| TASK STATEMENT |
Give only a number in reply. It should be how many lines in the records contain the string "through".

| PROVIDED DATA |
····················

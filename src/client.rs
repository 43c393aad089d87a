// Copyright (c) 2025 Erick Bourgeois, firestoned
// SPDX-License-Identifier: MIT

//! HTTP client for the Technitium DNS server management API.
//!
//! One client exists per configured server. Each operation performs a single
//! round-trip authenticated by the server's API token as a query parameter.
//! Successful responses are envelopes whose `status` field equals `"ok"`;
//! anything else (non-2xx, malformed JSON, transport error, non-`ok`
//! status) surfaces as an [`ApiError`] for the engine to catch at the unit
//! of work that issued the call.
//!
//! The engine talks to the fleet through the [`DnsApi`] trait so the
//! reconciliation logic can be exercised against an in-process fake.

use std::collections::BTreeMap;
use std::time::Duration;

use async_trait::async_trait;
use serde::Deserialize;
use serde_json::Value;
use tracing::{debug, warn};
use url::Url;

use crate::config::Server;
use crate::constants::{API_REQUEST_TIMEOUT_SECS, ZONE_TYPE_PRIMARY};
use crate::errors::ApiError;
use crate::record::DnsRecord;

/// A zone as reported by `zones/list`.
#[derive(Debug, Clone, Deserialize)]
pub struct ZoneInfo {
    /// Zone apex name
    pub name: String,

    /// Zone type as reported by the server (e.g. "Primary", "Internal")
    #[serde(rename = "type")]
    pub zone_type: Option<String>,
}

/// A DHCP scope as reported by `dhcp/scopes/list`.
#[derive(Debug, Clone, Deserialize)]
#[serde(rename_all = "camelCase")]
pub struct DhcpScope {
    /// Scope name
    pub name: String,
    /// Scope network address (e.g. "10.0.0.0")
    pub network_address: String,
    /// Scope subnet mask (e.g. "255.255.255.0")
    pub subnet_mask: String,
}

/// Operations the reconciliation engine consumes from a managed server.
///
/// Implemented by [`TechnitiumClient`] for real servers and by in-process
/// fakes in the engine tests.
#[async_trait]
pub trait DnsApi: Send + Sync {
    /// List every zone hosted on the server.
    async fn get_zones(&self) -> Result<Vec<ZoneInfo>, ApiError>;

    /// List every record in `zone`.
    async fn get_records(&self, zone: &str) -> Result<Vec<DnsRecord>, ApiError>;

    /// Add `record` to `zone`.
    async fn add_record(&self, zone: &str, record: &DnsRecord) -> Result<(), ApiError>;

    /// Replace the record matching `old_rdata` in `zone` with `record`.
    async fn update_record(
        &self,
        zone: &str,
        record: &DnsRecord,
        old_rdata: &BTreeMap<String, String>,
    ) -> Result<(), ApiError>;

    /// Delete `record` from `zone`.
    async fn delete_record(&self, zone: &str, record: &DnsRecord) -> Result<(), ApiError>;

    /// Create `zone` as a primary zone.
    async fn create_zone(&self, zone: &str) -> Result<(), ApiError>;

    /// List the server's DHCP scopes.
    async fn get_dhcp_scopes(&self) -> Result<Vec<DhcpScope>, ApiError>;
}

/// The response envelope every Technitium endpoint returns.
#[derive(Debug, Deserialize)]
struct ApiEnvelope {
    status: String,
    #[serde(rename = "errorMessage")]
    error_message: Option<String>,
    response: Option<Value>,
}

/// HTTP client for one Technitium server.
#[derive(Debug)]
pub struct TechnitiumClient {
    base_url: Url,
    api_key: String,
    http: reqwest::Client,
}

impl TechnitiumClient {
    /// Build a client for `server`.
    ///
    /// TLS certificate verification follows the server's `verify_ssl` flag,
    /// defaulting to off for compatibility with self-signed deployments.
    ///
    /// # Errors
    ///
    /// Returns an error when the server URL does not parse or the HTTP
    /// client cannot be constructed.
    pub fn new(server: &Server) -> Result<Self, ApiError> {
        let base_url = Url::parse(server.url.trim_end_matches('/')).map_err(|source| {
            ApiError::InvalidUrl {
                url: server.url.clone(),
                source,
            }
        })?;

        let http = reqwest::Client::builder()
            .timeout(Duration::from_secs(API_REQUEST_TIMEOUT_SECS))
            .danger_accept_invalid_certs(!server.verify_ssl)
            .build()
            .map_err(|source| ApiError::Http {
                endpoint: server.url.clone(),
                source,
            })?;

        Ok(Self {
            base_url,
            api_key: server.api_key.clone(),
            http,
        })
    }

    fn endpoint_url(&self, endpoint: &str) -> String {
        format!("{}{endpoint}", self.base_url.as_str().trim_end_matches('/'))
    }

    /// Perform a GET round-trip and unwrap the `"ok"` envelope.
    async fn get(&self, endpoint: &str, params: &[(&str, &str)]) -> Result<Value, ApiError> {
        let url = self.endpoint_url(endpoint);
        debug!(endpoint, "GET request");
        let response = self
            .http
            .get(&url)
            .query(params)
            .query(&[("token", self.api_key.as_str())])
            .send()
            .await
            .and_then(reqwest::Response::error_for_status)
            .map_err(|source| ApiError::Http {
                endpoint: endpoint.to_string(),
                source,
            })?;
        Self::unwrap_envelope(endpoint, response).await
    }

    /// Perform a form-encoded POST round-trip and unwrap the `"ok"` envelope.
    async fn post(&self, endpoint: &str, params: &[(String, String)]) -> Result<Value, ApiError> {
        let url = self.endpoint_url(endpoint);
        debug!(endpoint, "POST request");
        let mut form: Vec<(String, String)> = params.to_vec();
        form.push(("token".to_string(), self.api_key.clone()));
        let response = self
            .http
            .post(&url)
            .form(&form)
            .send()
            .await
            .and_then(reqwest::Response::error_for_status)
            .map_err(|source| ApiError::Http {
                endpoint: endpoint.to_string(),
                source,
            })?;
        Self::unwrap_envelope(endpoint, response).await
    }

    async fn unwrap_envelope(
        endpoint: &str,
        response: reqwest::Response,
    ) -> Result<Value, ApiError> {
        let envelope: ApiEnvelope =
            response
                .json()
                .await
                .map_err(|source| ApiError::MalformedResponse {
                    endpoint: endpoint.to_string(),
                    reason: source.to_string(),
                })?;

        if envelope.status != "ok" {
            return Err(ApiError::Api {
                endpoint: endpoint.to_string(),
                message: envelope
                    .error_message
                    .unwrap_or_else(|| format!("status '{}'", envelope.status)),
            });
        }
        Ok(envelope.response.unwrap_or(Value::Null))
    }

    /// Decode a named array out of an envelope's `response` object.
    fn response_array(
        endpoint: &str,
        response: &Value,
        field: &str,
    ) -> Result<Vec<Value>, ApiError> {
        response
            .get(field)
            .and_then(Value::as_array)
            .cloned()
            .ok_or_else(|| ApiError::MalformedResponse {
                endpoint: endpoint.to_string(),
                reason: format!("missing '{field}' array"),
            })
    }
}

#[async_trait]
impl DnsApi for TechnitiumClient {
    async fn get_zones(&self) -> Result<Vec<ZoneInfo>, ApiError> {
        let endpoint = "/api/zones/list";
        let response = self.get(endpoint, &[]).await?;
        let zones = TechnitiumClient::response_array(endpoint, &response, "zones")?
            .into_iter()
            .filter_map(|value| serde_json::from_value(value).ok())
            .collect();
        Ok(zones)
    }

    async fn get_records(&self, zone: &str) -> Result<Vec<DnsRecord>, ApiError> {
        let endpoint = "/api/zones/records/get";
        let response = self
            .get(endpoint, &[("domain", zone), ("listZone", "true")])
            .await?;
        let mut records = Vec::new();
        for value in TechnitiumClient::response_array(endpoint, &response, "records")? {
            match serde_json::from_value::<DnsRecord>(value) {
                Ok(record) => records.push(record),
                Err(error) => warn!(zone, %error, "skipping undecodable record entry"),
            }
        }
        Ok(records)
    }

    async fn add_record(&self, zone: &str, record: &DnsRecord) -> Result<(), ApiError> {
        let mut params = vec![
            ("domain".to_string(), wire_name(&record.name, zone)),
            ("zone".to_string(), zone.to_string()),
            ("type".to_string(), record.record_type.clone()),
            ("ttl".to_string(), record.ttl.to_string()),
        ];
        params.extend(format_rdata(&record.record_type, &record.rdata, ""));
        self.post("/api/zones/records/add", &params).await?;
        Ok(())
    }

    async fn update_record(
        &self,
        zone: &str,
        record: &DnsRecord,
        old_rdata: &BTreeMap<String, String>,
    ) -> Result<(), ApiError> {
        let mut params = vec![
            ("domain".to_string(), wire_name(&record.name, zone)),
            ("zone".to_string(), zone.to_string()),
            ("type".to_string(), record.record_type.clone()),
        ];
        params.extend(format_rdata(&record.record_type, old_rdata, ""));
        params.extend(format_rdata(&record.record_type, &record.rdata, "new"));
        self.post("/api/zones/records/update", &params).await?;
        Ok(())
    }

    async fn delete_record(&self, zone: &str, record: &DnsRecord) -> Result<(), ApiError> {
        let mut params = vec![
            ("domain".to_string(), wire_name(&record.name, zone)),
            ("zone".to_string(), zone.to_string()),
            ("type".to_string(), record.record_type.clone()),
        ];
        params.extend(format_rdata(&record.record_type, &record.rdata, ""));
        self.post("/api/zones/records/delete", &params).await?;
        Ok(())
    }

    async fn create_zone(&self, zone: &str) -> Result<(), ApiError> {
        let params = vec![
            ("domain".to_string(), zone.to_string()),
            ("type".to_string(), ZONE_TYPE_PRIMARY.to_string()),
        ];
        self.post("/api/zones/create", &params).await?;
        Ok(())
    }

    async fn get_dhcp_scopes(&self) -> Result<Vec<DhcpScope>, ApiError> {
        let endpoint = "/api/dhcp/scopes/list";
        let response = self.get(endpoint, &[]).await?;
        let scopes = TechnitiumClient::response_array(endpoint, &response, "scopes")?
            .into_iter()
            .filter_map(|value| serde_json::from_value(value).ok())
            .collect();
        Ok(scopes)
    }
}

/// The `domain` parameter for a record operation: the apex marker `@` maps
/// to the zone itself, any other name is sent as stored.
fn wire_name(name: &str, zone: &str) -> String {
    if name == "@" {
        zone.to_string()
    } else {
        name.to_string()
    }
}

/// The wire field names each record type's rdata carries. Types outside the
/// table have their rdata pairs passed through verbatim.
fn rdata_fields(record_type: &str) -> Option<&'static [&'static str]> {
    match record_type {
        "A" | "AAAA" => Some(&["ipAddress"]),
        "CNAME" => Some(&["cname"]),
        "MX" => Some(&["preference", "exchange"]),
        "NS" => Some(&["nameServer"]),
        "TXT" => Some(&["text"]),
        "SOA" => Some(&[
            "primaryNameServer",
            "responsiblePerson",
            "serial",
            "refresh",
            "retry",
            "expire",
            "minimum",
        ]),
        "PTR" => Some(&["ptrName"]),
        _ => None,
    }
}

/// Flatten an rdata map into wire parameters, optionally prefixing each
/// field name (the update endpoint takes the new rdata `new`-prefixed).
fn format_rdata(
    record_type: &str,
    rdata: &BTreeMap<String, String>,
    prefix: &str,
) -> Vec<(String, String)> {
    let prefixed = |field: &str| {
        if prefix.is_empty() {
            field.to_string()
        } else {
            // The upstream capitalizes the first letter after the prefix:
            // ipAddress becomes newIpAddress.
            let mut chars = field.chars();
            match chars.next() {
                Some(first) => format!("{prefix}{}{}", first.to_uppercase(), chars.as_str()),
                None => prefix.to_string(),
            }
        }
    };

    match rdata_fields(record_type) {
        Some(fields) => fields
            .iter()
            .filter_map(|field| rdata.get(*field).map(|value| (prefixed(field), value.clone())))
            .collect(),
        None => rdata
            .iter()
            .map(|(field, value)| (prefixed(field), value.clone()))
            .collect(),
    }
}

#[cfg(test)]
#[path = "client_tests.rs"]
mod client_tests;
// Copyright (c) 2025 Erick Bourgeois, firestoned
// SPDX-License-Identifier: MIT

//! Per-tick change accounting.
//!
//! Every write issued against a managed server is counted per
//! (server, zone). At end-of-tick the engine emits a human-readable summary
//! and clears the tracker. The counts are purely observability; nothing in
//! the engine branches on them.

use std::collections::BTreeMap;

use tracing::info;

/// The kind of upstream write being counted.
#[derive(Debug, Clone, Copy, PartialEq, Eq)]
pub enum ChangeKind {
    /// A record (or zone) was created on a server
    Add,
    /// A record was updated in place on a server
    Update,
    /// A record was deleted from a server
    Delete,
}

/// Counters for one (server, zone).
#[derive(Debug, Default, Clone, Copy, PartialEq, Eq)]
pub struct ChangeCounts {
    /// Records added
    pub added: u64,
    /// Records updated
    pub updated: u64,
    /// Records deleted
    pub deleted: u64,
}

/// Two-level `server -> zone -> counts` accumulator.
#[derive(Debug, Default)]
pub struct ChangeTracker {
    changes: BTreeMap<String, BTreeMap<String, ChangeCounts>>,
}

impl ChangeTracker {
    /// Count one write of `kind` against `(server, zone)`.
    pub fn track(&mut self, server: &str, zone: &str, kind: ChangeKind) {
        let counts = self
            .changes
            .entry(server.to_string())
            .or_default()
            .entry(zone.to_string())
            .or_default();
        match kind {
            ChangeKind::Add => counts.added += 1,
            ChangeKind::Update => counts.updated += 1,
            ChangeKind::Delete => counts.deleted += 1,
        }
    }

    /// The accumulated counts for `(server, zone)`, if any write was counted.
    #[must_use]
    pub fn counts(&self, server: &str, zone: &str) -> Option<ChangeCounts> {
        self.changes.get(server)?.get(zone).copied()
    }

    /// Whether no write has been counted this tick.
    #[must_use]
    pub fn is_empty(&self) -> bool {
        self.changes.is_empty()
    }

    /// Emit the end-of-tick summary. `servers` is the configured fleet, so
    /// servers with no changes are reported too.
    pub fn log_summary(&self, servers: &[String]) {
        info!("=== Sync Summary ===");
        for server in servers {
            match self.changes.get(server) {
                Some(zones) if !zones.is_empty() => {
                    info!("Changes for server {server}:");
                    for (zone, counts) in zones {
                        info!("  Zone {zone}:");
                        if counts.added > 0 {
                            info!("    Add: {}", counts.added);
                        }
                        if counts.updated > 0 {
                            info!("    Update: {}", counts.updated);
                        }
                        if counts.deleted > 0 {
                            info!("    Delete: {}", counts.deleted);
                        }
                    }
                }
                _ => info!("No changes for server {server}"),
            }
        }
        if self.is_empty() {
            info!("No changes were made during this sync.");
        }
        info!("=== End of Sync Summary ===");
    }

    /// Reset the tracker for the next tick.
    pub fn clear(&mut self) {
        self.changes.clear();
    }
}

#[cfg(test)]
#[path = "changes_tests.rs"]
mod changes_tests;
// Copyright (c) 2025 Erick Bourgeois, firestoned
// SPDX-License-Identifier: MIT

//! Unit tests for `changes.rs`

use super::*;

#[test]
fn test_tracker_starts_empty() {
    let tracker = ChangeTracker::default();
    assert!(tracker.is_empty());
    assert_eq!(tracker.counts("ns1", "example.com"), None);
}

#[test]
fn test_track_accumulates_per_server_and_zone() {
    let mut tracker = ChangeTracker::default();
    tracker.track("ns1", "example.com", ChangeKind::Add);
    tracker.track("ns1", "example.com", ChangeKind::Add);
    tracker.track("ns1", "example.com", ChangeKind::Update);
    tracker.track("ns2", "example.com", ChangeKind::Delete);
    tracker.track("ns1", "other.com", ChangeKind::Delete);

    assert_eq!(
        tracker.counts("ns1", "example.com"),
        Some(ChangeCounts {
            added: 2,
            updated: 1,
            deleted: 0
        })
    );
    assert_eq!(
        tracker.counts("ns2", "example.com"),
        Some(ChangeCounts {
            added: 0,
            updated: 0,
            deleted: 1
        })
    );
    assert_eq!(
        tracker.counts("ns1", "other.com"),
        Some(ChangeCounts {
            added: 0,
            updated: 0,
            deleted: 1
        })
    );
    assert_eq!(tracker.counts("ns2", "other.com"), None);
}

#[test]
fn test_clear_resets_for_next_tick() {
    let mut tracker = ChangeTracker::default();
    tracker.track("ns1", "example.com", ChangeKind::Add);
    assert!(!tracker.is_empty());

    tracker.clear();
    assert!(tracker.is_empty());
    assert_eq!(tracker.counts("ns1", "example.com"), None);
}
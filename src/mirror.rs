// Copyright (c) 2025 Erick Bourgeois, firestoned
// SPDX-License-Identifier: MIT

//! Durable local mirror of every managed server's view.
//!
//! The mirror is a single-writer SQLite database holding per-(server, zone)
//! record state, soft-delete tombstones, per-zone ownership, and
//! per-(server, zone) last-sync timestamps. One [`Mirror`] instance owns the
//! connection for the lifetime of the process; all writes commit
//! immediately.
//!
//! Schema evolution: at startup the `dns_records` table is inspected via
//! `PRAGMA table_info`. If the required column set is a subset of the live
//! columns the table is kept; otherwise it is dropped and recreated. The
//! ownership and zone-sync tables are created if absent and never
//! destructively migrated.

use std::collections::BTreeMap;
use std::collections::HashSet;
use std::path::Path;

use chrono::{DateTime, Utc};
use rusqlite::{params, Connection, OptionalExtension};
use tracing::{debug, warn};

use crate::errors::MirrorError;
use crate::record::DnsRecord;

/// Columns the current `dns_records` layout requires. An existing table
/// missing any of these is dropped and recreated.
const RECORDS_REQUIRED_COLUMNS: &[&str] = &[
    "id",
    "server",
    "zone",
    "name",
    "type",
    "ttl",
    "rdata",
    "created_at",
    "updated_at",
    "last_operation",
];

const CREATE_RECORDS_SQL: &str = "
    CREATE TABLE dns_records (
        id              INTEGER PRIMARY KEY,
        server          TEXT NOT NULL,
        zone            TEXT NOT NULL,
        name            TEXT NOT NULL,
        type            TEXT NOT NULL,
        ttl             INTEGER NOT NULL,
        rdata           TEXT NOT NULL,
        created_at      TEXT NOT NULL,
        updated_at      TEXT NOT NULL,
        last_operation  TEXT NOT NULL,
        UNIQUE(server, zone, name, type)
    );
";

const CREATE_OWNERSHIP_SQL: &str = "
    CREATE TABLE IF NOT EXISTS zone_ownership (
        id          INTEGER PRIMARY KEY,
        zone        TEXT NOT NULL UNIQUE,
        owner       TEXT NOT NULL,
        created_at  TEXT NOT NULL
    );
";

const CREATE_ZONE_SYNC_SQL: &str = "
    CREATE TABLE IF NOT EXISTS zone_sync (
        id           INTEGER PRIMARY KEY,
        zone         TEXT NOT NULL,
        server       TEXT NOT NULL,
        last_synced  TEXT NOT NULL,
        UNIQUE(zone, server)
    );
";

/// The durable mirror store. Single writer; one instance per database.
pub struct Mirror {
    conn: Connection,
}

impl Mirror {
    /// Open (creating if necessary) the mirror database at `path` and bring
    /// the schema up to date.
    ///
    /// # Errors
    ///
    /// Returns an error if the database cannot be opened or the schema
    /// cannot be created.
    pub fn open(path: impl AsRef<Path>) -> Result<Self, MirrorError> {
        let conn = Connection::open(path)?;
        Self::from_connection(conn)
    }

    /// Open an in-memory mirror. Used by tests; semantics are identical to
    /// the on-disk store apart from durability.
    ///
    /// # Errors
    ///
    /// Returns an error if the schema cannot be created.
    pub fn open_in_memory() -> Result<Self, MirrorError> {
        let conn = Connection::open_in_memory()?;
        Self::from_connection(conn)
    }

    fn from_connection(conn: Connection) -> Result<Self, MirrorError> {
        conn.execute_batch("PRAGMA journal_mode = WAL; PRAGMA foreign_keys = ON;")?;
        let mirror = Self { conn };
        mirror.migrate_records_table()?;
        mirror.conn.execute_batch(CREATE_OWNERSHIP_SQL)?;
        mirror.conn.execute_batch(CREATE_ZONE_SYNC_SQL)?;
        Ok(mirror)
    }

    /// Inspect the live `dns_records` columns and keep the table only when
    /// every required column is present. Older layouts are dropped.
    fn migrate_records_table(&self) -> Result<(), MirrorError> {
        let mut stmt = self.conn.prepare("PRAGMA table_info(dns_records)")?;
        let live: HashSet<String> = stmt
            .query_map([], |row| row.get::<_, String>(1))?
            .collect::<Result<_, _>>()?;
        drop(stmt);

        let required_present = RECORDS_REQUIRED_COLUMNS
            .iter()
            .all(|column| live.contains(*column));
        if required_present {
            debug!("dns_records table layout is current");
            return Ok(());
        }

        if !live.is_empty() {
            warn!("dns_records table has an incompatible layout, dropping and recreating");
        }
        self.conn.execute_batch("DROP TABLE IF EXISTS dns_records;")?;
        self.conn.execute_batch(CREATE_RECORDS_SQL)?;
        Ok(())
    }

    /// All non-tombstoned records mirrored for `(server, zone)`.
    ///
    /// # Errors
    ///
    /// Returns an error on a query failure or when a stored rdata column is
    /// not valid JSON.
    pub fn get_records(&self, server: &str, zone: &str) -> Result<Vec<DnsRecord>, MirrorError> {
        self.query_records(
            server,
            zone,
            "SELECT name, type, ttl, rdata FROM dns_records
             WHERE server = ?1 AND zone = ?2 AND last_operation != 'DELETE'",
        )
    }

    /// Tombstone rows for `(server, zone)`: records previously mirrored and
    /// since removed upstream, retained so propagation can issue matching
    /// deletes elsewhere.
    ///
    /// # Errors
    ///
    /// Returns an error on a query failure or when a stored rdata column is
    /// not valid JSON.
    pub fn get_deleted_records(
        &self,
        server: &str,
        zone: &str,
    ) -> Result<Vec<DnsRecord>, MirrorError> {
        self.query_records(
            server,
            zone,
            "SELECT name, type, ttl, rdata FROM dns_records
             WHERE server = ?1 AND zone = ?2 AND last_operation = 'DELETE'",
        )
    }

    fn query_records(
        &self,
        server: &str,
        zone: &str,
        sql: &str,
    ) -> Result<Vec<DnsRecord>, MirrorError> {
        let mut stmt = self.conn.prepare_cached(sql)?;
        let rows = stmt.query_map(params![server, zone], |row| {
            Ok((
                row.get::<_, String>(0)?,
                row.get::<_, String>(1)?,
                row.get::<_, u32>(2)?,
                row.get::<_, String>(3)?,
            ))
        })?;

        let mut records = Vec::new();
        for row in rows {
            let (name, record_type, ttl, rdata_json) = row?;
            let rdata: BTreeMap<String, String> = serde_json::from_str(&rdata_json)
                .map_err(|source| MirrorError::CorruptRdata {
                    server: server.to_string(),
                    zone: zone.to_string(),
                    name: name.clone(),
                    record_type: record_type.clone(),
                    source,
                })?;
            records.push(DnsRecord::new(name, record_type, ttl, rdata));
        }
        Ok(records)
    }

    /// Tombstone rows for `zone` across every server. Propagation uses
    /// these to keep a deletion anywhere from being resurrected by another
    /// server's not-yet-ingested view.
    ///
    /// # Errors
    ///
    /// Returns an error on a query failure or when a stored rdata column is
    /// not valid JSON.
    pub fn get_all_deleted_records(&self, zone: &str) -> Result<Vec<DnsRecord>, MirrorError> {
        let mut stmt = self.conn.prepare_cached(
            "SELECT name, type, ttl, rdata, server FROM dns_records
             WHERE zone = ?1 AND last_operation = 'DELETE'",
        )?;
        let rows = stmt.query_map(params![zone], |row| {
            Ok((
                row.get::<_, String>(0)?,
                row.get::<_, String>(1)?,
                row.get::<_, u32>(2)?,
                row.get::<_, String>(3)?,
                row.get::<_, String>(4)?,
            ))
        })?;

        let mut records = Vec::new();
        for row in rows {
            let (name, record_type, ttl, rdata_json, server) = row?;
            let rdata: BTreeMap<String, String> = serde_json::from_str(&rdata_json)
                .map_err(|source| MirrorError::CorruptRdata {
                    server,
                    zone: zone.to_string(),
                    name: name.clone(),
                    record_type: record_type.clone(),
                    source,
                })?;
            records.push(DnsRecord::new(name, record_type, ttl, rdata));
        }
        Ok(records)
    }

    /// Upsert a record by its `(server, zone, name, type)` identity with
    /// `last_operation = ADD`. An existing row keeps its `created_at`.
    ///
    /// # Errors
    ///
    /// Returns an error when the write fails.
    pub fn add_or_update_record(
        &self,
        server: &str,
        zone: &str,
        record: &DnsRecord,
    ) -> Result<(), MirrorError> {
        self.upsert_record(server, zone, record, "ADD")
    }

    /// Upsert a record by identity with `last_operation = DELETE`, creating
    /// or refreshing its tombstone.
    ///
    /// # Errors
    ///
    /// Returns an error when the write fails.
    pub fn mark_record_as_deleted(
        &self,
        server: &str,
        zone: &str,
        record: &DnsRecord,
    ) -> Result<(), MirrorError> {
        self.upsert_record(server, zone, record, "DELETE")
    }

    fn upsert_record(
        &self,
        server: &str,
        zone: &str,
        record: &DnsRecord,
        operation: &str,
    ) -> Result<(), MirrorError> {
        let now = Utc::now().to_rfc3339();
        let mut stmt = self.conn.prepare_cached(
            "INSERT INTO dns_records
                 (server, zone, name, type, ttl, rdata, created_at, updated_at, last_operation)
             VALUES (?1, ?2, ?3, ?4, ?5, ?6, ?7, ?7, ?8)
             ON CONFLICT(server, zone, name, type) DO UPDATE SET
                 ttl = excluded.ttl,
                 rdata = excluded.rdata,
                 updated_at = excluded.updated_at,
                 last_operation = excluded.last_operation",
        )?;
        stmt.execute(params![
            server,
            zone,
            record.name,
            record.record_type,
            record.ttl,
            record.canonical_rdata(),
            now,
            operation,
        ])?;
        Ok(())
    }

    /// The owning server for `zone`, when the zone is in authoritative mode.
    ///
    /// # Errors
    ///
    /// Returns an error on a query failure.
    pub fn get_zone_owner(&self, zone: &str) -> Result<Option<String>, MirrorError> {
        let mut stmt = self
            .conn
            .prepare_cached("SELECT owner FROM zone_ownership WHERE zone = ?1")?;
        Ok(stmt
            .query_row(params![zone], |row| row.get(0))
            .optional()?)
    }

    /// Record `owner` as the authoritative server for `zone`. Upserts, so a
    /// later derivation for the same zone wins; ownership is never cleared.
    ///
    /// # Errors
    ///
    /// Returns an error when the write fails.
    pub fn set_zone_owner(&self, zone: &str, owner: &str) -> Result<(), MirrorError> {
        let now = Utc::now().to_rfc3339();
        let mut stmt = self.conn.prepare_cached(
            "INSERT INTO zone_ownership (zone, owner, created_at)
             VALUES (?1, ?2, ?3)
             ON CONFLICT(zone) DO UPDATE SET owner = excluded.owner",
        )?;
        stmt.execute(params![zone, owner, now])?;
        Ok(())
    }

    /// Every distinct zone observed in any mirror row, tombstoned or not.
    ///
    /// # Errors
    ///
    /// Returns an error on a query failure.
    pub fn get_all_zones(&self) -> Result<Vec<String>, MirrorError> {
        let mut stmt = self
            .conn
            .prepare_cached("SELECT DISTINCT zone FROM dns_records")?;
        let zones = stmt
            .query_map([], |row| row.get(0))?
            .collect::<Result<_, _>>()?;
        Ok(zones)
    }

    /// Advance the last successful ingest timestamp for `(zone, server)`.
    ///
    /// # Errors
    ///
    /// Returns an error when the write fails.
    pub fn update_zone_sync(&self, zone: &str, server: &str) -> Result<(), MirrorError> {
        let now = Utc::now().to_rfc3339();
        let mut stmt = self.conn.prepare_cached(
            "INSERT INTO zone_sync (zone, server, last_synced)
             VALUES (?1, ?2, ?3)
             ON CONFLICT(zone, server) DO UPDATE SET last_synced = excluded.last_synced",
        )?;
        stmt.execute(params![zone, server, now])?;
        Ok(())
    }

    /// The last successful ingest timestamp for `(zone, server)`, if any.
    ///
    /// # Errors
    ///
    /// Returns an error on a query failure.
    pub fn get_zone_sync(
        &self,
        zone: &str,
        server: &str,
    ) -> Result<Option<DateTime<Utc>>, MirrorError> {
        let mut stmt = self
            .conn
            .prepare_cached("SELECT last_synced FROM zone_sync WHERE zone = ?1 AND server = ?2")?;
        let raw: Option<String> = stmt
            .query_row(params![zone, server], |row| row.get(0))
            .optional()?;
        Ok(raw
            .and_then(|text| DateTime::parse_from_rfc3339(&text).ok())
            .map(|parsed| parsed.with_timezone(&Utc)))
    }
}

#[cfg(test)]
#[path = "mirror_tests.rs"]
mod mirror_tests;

····················

| FINAL ANSWER |
2